Problem details => Return the count of lines in the following records that include "FeedError", and nothing more.

--- Material supplied Enclosed Below ---

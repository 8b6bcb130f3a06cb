//! Cached, tag-enriched feed of upcoming occurrences.

use std::sync::Arc;
use std::time::Duration;

use chrono::{DateTime, Utc};
use eventfeed_core::{Config, Credentials};
use tracing::instrument;

use crate::cache::FeedCache;
use crate::client::PcoClient;
use crate::error::FeedError;
use crate::query::{FeedQuery, QueryParams, DEFAULT_LIMIT, MAX_LIMIT};
use crate::resolve::resolve;
use crate::types::FeedResponse;

pub struct FeedService {
    client: Option<PcoClient>,
    cache: Arc<FeedCache>,
    enrich_tags: bool,
    default_limit: u32,
}

impl FeedService {
    /// Service backed by `client`. Without a client every cache miss fails
    /// with [`FeedError::Configuration`].
    pub fn new(client: Option<PcoClient>, cache: Arc<FeedCache>) -> Self {
        Self {
            client,
            cache,
            enrich_tags: true,
            default_limit: DEFAULT_LIMIT,
        }
    }

    /// Wire a service from loaded configuration.
    pub fn from_config(
        config: &Config,
        credentials: Option<Credentials>,
        cache: Arc<FeedCache>,
    ) -> Result<Self, FeedError> {
        let client = credentials
            .map(|creds| {
                PcoClient::new(
                    creds,
                    &config.upstream.base_url,
                    config.upstream.timeout_secs.map(Duration::from_secs),
                )
            })
            .transpose()?;

        if client.is_none() {
            tracing::warn!("Upstream credentials not configured; uncached requests will fail");
        }

        Ok(Self::new(client, cache)
            .with_tag_enrichment(config.feed.enrich_tags)
            .with_default_limit(config.feed.default_limit))
    }

    /// Limit used when a request carries no usable `limit`, clamped to
    /// `1..=MAX_LIMIT`.
    pub fn with_default_limit(mut self, limit: u32) -> Self {
        self.default_limit = limit.clamp(1, MAX_LIMIT);
        self
    }

    /// Toggle the tag taxonomy fetch. When disabled, events carry no tags.
    pub fn with_tag_enrichment(mut self, enabled: bool) -> Self {
        self.enrich_tags = enabled;
        self
    }

    pub fn cache(&self) -> &FeedCache {
        &self.cache
    }

    pub fn client(&self) -> Option<&PcoClient> {
        self.client.as_ref()
    }

    /// Return the feed for `params`, serving from cache while the entry is
    /// younger than the cache TTL at `now`.
    #[instrument(skip(self, params), fields(key = %params.cache_key()), level = "info")]
    pub async fn get_feed(
        &self,
        params: &QueryParams,
        now: DateTime<Utc>,
    ) -> Result<FeedResponse, FeedError> {
        let key = params.cache_key();

        if let Some(entry) = self.cache.get(&key, now) {
            tracing::debug!(created_at = %entry.created_at, "Serving feed from cache");
            return Ok(FeedResponse::cached(entry.events.clone(), entry.created_at));
        }

        let client = self.client.as_ref().ok_or_else(|| {
            tracing::error!("Missing upstream credentials");
            FeedError::Configuration("missing upstream credentials".to_string())
        })?;

        let query = FeedQuery::with_default_limit(params, self.default_limit);
        tracing::debug!(?query, "Cache miss, fetching upstream");

        let occurrences = client.fetch_occurrences(now, query.limit, query.id.as_deref());
        let (graph, tag_groups) = if self.enrich_tags {
            tokio::try_join!(occurrences, client.fetch_tag_taxonomy())?
        } else {
            (occurrences.await?, Vec::new())
        };

        let events = if self.enrich_tags {
            resolve(&graph.occurrences, &graph.events, &graph.tags, &tag_groups)
        } else {
            resolve(&graph.occurrences, &graph.events, &[], &[])
        };

        tracing::info!(events = events.len(), "Resolved feed");
        self.cache.put(key, events.clone(), now);

        Ok(FeedResponse::fresh(events))
    }
}
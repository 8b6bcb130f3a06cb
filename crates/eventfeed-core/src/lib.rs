pub mod config;
pub mod error;

pub use config::{
    CacheConfig, Config, Credentials, FeedConfig, UpstreamConfig, ValidationResult, MAX_PAGE_SIZE,
};
pub use error::{AppError, ConfigError, NetworkError, ReqwestErrorExt};

use anyhow::Result;

/// Initialize logging for EventFeed binaries
pub fn init() -> Result<()> {
    tracing_subscriber::fmt()
        .with_env_filter(
            tracing_subscriber::EnvFilter::try_from_default_env()
                .unwrap_or_else(|_| tracing_subscriber::EnvFilter::new("info")),
        )
        .with_writer(std::io::stderr)
        .try_init()
        .map_err(|e| anyhow::anyhow!("Failed to initialize tracing: {}", e))?;

    tracing::debug!("EventFeed core initialized");
    Ok(())
}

--- End of Enclosed Material supplied ---

Task answer => 5